Effort: Medium | Value: Medium | Priority: Next

Extend the existing narrowing infrastructure (which handles is.null() today) to recognize is.na(), is.nan(), is.finite(), and is.infinite() as type guards. Initially these would serve as documentation and intent markers without changing inferred types, since NA isn't a separate type yet.

if (!is.na(x)) {
# Checker recognizes this branch as NA-safe
}

This lays the groundwork for Phase 2B by establishing the control-flow patterns.

Phase 2B: strictNaChecks — Explicit NA Types

Effort: High | Value: High | Priority: Design carefully, implement later

Introduce an na type modifier, analogous to how NULL works today. Under a strictNaChecks flag (likely a strictness level in infr.toml):

  • NA becomes its own type rather than collapsing into numeric.
  • Vectors that might contain NA are typed as na | numeric (paralleling T | NULL).
  • is.na() narrows na | numericnumeric in the false branch.
  • c(1, NA, 3) infers na | numeric instead of numeric.
x: na | numeric <- c(1, NA, 3)

if (!is.na(x)) {
x + 1 # OK: x is numeric here
}

x + 1 # Warning: x might be NA

Open design questions:

  • Element-level vs variable-level: In R, NA is a property of individual vector elements, not the variable. Should na | numeric mean "this vector contains at least one NA" or "this scalar might be NA"? The former is more accurate but much harder to track.
  • Propagation rules: 1 + NANA. Should the checker model this? It would require tracking NA-ness through every arithmetic/comparison operator.
  • Ergonomics: If every unfiltered data-frame column becomes na | T, annotation burden could be heavy. TypeScript mitigated this with ! (non-null assertion); Infr might need something similar for NA.
  • Interaction with na.rm: Functions like mean(x, na.rm = TRUE) should strip na from their return type. This requires literal-value overload resolution (dispatching on na.rm = TRUE vs FALSE).

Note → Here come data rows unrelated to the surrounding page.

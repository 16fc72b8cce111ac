//! 文本补全接口

use async_trait::async_trait;
use std::sync::Arc;

use super::types::{ChatMessage, ChatOptions, LlmError};

/// 文本补全服务
///
/// 一次调用对应一次模型请求，失败时返回 [`LlmError`]。
/// OpenAI / Anthropic 等具体后端实现此 trait。
#[async_trait]
pub trait TextCompletion: Send + Sync {
    /// 发送消息并返回完整的补全文本
    async fn complete(
        &self,
        messages: Vec<ChatMessage>,
        options: ChatOptions,
    ) -> Result<String, LlmError>;
}

#[async_trait]
impl<T: TextCompletion + ?Sized> TextCompletion for Arc<T> {
    async fn complete(
        &self,
        messages: Vec<ChatMessage>,
        options: ChatOptions,
    ) -> Result<String, LlmError> {
        (**self).complete(messages, options).await
    }
}
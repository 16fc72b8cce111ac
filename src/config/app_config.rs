//! 应用配置管理
//!
//! 配置从 JSON 文件加载，缺省字段使用默认值。配置对象由调用方显式传递，
//! 不使用全局单例，也不写入进程环境变量。

use serde::{Deserialize, Serialize};
use std::fs;
use std::path::Path;
use tracing::{debug, info};

use crate::error::{DocError, DocResult};
use crate::services::code_parser::types::DEFAULT_EXTENSIONS;
use crate::services::doc_generator::DocStyle;

/// 应用配置结构体
#[derive(Debug, Clone, Default, PartialEq, Serialize, Deserialize)]
pub struct AppConfig {
    /// 源码扫描配置
    #[serde(default)]
    pub parser: ParserConfig,

    /// 文档生成配置
    #[serde(default)]
    pub generator: GeneratorConfig,

    /// 文档字符串格式
    #[serde(default)]
    pub doc_style: DocStyle,
}

/// 源码扫描配置
#[derive(Debug, Clone, PartialEq, Eq, Serialize, Deserialize)]
pub struct ParserConfig {
    /// 扫描的文件扩展名（不含点）
    #[serde(default = "default_extensions")]
    pub extensions: Vec<String>,

    /// 忽略的文件/目录名（glob）
    #[serde(default)]
    pub ignore_patterns: Vec<String>,
}

/// 文档生成配置
#[derive(Debug, Clone, PartialEq, Serialize, Deserialize)]
pub struct GeneratorConfig {
    /// 模型名称
    #[serde(default = "default_model")]
    pub model: String,

    /// 温度参数 (0.0 - 2.0)
    #[serde(default)]
    pub temperature: f64,

    /// 最大 token 数
    #[serde(default = "default_max_tokens")]
    pub max_tokens: u32,
}

fn default_extensions() -> Vec<String> {
    DEFAULT_EXTENSIONS.iter().map(|e| e.to_string()).collect()
}

fn default_model() -> String {
    "gpt-4o".to_string()
}

fn default_max_tokens() -> u32 {
    512
}

impl Default for ParserConfig {
    fn default() -> Self {
        Self {
            extensions: default_extensions(),
            ignore_patterns: Vec::new(),
        }
    }
}

impl Default for GeneratorConfig {
    fn default() -> Self {
        Self {
            model: default_model(),
            temperature: 0.0,
            max_tokens: default_max_tokens(),
        }
    }
}

impl AppConfig {
    /// 从 JSON 字符串解析配置
    pub fn from_json_str(content: &str) -> DocResult<Self> {
        serde_json::from_str(content).map_err(|e| DocError::Config(format!("解析配置失败: {}", e)))
    }

    /// 从文件加载配置
    pub fn load(path: impl AsRef<Path>) -> DocResult<Self> {
        let path = path.as_ref();
        let content = fs::read_to_string(path).map_err(|source| DocError::Io {
            path: path.to_path_buf(),
            source,
        })?;
        let config = Self::from_json_str(&content)?;
        info!("Loaded config from {}", path.display());
        Ok(config)
    }

    /// 文件存在时加载，否则使用默认配置
    pub fn load_or_default(path: impl AsRef<Path>) -> DocResult<Self> {
        let path = path.as_ref();
        if path.exists() {
            Self::load(path)
        } else {
            debug!("Config file {} not found, using defaults", path.display());
            Ok(Self::default())
        }
    }
}
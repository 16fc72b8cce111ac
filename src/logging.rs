//! 日志初始化

use tracing_subscriber::{layer::SubscriberExt, util::SubscriberInitExt, EnvFilter};

/// 默认日志过滤规则
pub const DEFAULT_FILTER: &str = "docgen_rs=info";

/// 初始化全局日志订阅器
///
/// 优先使用 `RUST_LOG` 环境变量，否则使用 `default_filter`。
/// 已初始化时返回 `false`。
pub fn init_logging(default_filter: &str) -> bool {
    tracing_subscriber::registry()
        .with(EnvFilter::try_from_default_env().unwrap_or_else(|_| default_filter.into()))
        .with(tracing_subscriber::fmt::layer())
        .try_init()
        .is_ok()
}

#[cfg(test)]
mod tests {
    use super::*;

    #[test]
    fn test_init_logging_is_idempotent() {
        init_logging(DEFAULT_FILTER);
        assert!(!init_logging(DEFAULT_FILTER));
    }
}
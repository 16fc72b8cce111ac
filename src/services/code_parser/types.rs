//! 源码结构提取结果类型定义
//!
//! 序列化格式与前端约定保持一致：`type` 标签、`args` / `doc` / `lineno` 字段名。

use serde::{Deserialize, Serialize};
use std::collections::BTreeMap;

use crate::error::ErrorRecord;

/// 默认扫描的文件扩展名
pub const DEFAULT_EXTENSIONS: &[&str] = &["py"];

/// 函数（或方法）定义
#[derive(Debug, Clone, PartialEq, Eq, Serialize, Deserialize)]
pub struct FunctionRecord {
    pub name: String,
    /// 普通位置/关键字参数名，按声明顺序
    #[serde(rename = "args")]
    pub parameters: Vec<String>,
    /// 函数体首条字符串字面量语句
    #[serde(rename = "doc")]
    pub existing_doc: Option<String>,
    /// `def` 所在行（从 1 开始）
    #[serde(rename = "lineno")]
    pub source_line: usize,
}

impl FunctionRecord {
    /// 生成签名字符串，例如 `add(a, b)`
    pub fn signature(&self) -> String {
        format!("{}({})", self.name, self.parameters.join(", "))
    }
}

/// 类定义
#[derive(Debug, Clone, PartialEq, Eq, Serialize, Deserialize)]
pub struct ClassRecord {
    pub name: String,
    #[serde(rename = "doc")]
    pub existing_doc: Option<String>,
    /// 类体中直接定义的方法（不含嵌套、不含继承）
    pub methods: Vec<FunctionRecord>,
    #[serde(rename = "lineno")]
    pub source_line: usize,
}

/// 定义记录
#[derive(Debug, Clone, PartialEq, Eq, Serialize, Deserialize)]
#[serde(tag = "type", rename_all = "lowercase")]
pub enum DefinitionRecord {
    Function(FunctionRecord),
    Class(ClassRecord),
}

impl DefinitionRecord {
    pub fn name(&self) -> &str {
        match self {
            DefinitionRecord::Function(f) => &f.name,
            DefinitionRecord::Class(c) => &c.name,
        }
    }

    pub fn source_line(&self) -> usize {
        match self {
            DefinitionRecord::Function(f) => f.source_line,
            DefinitionRecord::Class(c) => c.source_line,
        }
    }

    pub fn as_function(&self) -> Option<&FunctionRecord> {
        match self {
            DefinitionRecord::Function(f) => Some(f),
            DefinitionRecord::Class(_) => None,
        }
    }

    pub fn as_class(&self) -> Option<&ClassRecord> {
        match self {
            DefinitionRecord::Class(c) => Some(c),
            DefinitionRecord::Function(_) => None,
        }
    }
}

/// 单个文件的解析结果：定义列表或失败记录，二者互斥
#[derive(Debug, Clone, PartialEq, Eq, Serialize, Deserialize)]
#[serde(untagged)]
pub enum FileResult {
    Definitions(Vec<DefinitionRecord>),
    Error(ErrorRecord),
}

impl FileResult {
    pub fn is_error(&self) -> bool {
        matches!(self, FileResult::Error(_))
    }

    pub fn definitions(&self) -> Option<&[DefinitionRecord]> {
        match self {
            FileResult::Definitions(items) => Some(items),
            FileResult::Error(_) => None,
        }
    }
}

/// 目录解析结果：文件路径 -> 解析结果
pub type DirectoryResult = BTreeMap<String, FileResult>;

#[cfg(test)]
mod tests {
    use super::*;
    use serde_json::json;

    fn hello() -> FunctionRecord {
        FunctionRecord {
            name: "hello".to_string(),
            parameters: vec!["self".to_string()],
            existing_doc: None,
            source_line: 3,
        }
    }

    #[test]
    fn test_signature() {
        let record = FunctionRecord {
            name: "add".to_string(),
            parameters: vec!["a".to_string(), "b".to_string()],
            existing_doc: None,
            source_line: 1,
        };
        assert_eq!(record.signature(), "add(a, b)");

        let empty = FunctionRecord {
            parameters: Vec::new(),
            ..record
        };
        assert_eq!(empty.signature(), "add()");
    }

    #[test]
    fn test_record_wire_format() {
        let class = DefinitionRecord::Class(ClassRecord {
            name: "Greeter".to_string(),
            existing_doc: Some("Greets.".to_string()),
            methods: vec![hello()],
            source_line: 1,
        });

        assert_eq!(
            serde_json::to_value(&class).unwrap(),
            json!({
                "type": "class",
                "name": "Greeter",
                "doc": "Greets.",
                "methods": [{"name": "hello", "args": ["self"], "doc": null, "lineno": 3}],
                "lineno": 1
            })
        );

        let function = DefinitionRecord::Function(hello());
        assert_eq!(serde_json::to_value(&function).unwrap()["type"], "function");
    }

    #[test]
    fn test_file_result_is_untagged() {
        let ok = FileResult::Definitions(vec![DefinitionRecord::Function(hello())]);
        assert!(serde_json::to_value(&ok).unwrap().is_array());

        let failed = FileResult::Error(ErrorRecord {
            message: "boom".to_string(),
        });
        assert_eq!(serde_json::to_value(&failed).unwrap(), json!({"error": "boom"}));
        assert!(failed.is_error());
        assert!(failed.definitions().is_none());
    }
}
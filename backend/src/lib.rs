//! Airport Simulator Core - Rust Engine
//!
//! Discrete-event simulation of passengers flowing through airport service
//! zones, with deterministic execution.
//!
//! # Architecture
//!
//! - **core**: Virtual clock and continuation scheduler
//! - **models**: Domain types (Resource, Zone, Airport, Passenger, Event)
//! - **arrivals**: Poisson passenger generator and class routing
//! - **orchestrator**: Config, main event loop, itinerary process, results
//! - **rng**: Deterministic random number generation
//!
//! # Critical Invariants
//!
//! 1. All randomness is deterministic (seeded RNG)
//! 2. Continuations resume in `(time, scheduling order)` order
//! 3. A zone never serves more than `capacity` passengers at once
//! 4. FFI boundary is minimal and safe
//!
//! # Example
//!
//! ```rust
//! use airport_simulator_core_rs::{SimulationConfig, SimulationEngine};
//!
//! let config = SimulationConfig::default().with_seed(7);
//! let mut engine = SimulationEngine::new(config).unwrap();
//! let result = engine.run().unwrap();
//!
//! assert_eq!(result.zones.len(), 8);
//! assert!(result.passengers.missed_flight_rate <= 1.0);
//! ```

// Module declarations
pub mod arrivals;
pub mod core;
pub mod models;
pub mod orchestrator;
pub mod rng;

// Re-exports for convenience
pub use arrivals::{ClassDistribution, DeadlineWindow, PassengerFlow, RoutingTable};
pub use core::time::{Scheduler, SchedulerError};
pub use models::{
    airport::Airport,
    event::{Event, EventLog},
    passenger::{Passenger, PassengerClass, PassengerId, PassengerState},
    zone::{Zone, ZoneConfig, ZoneStatistics, ZoneType},
};
pub use orchestrator::{
    compute_config_hash, ConfigError, PassengerStatistics, RunFailure, SimulationConfig,
    SimulationEngine, SimulationError, SimulationResult, StopHandle,
};
pub use rng::RngManager;

// FFI module (when feature enabled)
#[cfg(feature = "pyo3")]
pub mod ffi;

// PyO3 exports (when feature enabled)
#[cfg(feature = "pyo3")]
use pyo3::prelude::*;

#[cfg(feature = "pyo3")]
#[pymodule]
fn airport_simulator_core_rs(m: &Bound<'_, PyModule>) -> PyResult<()> {
    m.add_class::<ffi::engine::PySimulation>()?;
    m.add_function(wrap_pyfunction!(ffi::engine::default_config, m)?)?;
    Ok(())
}
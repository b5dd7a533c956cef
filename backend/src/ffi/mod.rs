//! Python bindings (feature `pyo3`)
//!
//! Python hands in plain dicts and gets plain dicts back; no Rust object
//! other than the `Simulation` handle crosses the boundary.

pub mod engine;
pub mod types;
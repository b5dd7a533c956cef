//! Continuations and the shared handle passed to process steps
//!
//! Every suspended process (the arrival generator, each passenger's
//! itinerary) is represented by one pending [`SimEvent`]. Resuming a process
//! means dispatching its event; the step handlers reach the clock, the RNG
//! and the event log through a [`SimContext`].

use crate::core::time::Scheduler;
use crate::models::event::EventLog;
use crate::models::passenger::PassengerId;
use crate::models::zone::ZoneId;
use crate::rng::RngManager;

/// A suspended process waiting to resume
#[derive(Debug, Clone, Copy, PartialEq, Eq)]
pub enum SimEvent {
    /// The arrival generator's inter-arrival gap elapsed
    NextArrival,

    /// Run the passenger's itinerary from where it stopped
    ///
    /// Scheduled with zero delay when a passenger is spawned.
    Advance { passenger: PassengerId },

    /// A released slot was handed to this waiting passenger
    ServiceStart { passenger: PassengerId, zone: ZoneId },

    /// The passenger's service timeout fired
    ServiceComplete { passenger: PassengerId, zone: ZoneId },
}

impl SimEvent {
    pub fn passenger(&self) -> Option<PassengerId> {
        match self {
            SimEvent::NextArrival => None,
            SimEvent::Advance { passenger }
            | SimEvent::ServiceStart { passenger, .. }
            | SimEvent::ServiceComplete { passenger, .. } => Some(*passenger),
        }
    }
}

/// Mutable view of the engine's shared machinery
pub struct SimContext<'a> {
    pub scheduler: &'a mut Scheduler<SimEvent>,
    pub rng: &'a mut RngManager,
    pub log: &'a mut EventLog,
}

impl<'a> SimContext<'a> {
    pub fn new(
        scheduler: &'a mut Scheduler<SimEvent>,
        rng: &'a mut RngManager,
        log: &'a mut EventLog,
    ) -> Self {
        Self { scheduler, rng, log }
    }

    /// Current virtual time
    pub fn now(&self) -> f64 {
        self.scheduler.now()
    }
}
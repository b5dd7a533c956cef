//! xorshift64* random number generator
//!
//! Fast, deterministic PRNG plus the handful of continuous distributions the
//! passenger-flow model samples from.
//!
//! # Determinism
//!
//! Same seed → same sequence of random numbers → same simulation result.
//! Inter-arrival gaps, passenger classes, flight deadlines and service
//! durations are all drawn from one `RngManager`, in event order.

use serde::{Deserialize, Serialize};

/// Deterministic random number generator using xorshift64*
///
/// # Example
/// ```
/// use airport_simulator_core_rs::RngManager;
///
/// let mut rng = RngManager::new(12345);
/// let gap = rng.exponential(2.0);
/// let service = rng.normal(3.0, 1.0);
/// assert!(gap >= 0.0);
/// assert!(service.is_finite());
/// ```
#[derive(Debug, Clone, Serialize, Deserialize)]
pub struct RngManager {
    /// Internal state (64-bit)
    state: u64,
}

impl RngManager {
    /// Create a new RNG with given seed
    ///
    /// A zero seed is mapped to 1 (xorshift cannot leave the all-zero state).
    pub fn new(seed: u64) -> Self {
        let state = if seed == 0 { 1 } else { seed };
        Self { state }
    }

    /// Generate next random u64 value
    pub fn next(&mut self) -> u64 {
        let mut x = self.state;
        x ^= x >> 12;
        x ^= x << 25;
        x ^= x >> 27;
        self.state = x;
        x.wrapping_mul(0x2545F4914F6CDD1D)
    }

    /// Get current RNG state (for replay)
    pub fn get_state(&self) -> u64 {
        self.state
    }

    /// Generate random f64 in range [0.0, 1.0)
    ///
    /// # Example
    /// ```
    /// use airport_simulator_core_rs::RngManager;
    ///
    /// let mut rng = RngManager::new(12345);
    /// let probability = rng.next_f64();
    /// assert!(probability >= 0.0 && probability < 1.0);
    /// ```
    pub fn next_f64(&mut self) -> f64 {
        let value = self.next();
        // Top 53 bits → [0.0, 1.0)
        (value >> 11) as f64 * (1.0 / ((1u64 << 53) as f64))
    }

    /// Uniform f64 in [min, max). Returns `min` when the interval is empty.
    pub fn uniform(&mut self, min: f64, max: f64) -> f64 {
        if max <= min {
            return min;
        }
        min + (max - min) * self.next_f64()
    }

    /// Exponential sample with the given rate (mean = 1 / rate).
    ///
    /// A non-positive rate yields `f64::INFINITY` (the event never happens).
    pub fn exponential(&mut self, rate: f64) -> f64 {
        if rate <= 0.0 {
            return f64::INFINITY;
        }
        // 1 - u lies in (0, 1], so ln never sees zero
        let u = 1.0 - self.next_f64();
        -u.ln() / rate
    }

    /// Normal sample via the Box-Muller transform.
    ///
    /// With `std_dev == 0` the mean is returned exactly.
    pub fn normal(&mut self, mean: f64, std_dev: f64) -> f64 {
        mean + std_dev * self.standard_normal()
    }

    fn standard_normal(&mut self) -> f64 {
        let u1 = 1.0 - self.next_f64();
        let u2 = self.next_f64();
        (-2.0 * u1.ln()).sqrt() * (2.0 * std::f64::consts::PI * u2).cos()
    }
}

#[cfg(test)]
mod tests {
    use super::*;

    #[test]
    fn test_zero_seed_converted_to_nonzero() {
        let rng = RngManager::new(0);
        assert_ne!(rng.get_state(), 0, "Zero seed should be converted to 1");
    }

    #[test]
    fn test_next_f64_in_range() {
        let mut rng = RngManager::new(12345);

        for _ in 0..1000 {
            let val = rng.next_f64();
            assert!(
                (0.0..1.0).contains(&val),
                "next_f64() produced value {} outside [0.0, 1.0)",
                val
            );
        }
    }

    #[test]
    fn test_uniform_stays_in_bounds() {
        let mut rng = RngManager::new(7);
        for _ in 0..1000 {
            let v = rng.uniform(60.0, 180.0);
            assert!((60.0..180.0).contains(&v));
        }
        assert_eq!(rng.uniform(5.0, 5.0), 5.0);
    }

    #[test]
    fn test_exponential_mean_close_to_inverse_rate() {
        let mut rng = RngManager::new(99);
        let n = 20_000;
        let sum: f64 = (0..n).map(|_| rng.exponential(2.0)).sum();
        let mean = sum / n as f64;
        assert!((mean - 0.5).abs() < 0.03, "mean was {}", mean);
    }

    #[test]
    fn test_exponential_zero_rate_is_infinite() {
        let mut rng = RngManager::new(1);
        assert_eq!(rng.exponential(0.0), f64::INFINITY);
    }

    #[test]
    fn test_normal_zero_std_returns_mean() {
        let mut rng = RngManager::new(3);
        for _ in 0..10 {
            assert_eq!(rng.normal(0.5, 0.0), 0.5);
        }
    }

    #[test]
    fn test_normal_sample_moments() {
        let mut rng = RngManager::new(2024);
        let n = 20_000;
        let samples: Vec<f64> = (0..n).map(|_| rng.normal(3.0, 1.0)).collect();
        let mean = samples.iter().sum::<f64>() / n as f64;
        let var = samples.iter().map(|x| (x - mean).powi(2)).sum::<f64>() / n as f64;
        assert!((mean - 3.0).abs() < 0.05, "mean was {}", mean);
        assert!((var - 1.0).abs() < 0.08, "variance was {}", var);
    }
}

Phase 3: NA-Aware Function Signatures

Effort: Very High | Value: High | Priority: Future / experimental

If Phase 2B is implemented, declaration files could express NA behavior through overloads:

mean(x: na | numeric, na.rm: FALSE) -> na | numeric
mean(x: na | numeric, na.rm: TRUE) -> numeric
mean(x: numeric) -> numeric

This would enable the checker to trace NA-ness through data pipelines and warn only where it matters — a powerful capability, but one that requires significant investment in overload resolution and propagation tracking.

Summary

PhaseEffortValueDepends On
Phase 1: Spec + na.rm lintLowMediumNothing
Phase 2A: Narrowing as intent markersMediumMediumPhase 1
Phase 2B: strictNaChecks with na typeHighHighPhase 2A
Phase 3: NA-aware function signaturesVery HighHighPhase 2B

The key insight from TypeScript's experience: strictNullChecks was transformative but took years to design, ship, and migrate the ecosystem. Infr's NULL handling already mirrors it. strictNaChecks would be breaking genuinely new ground — worth pursuing, but deserving of careful, incremental design.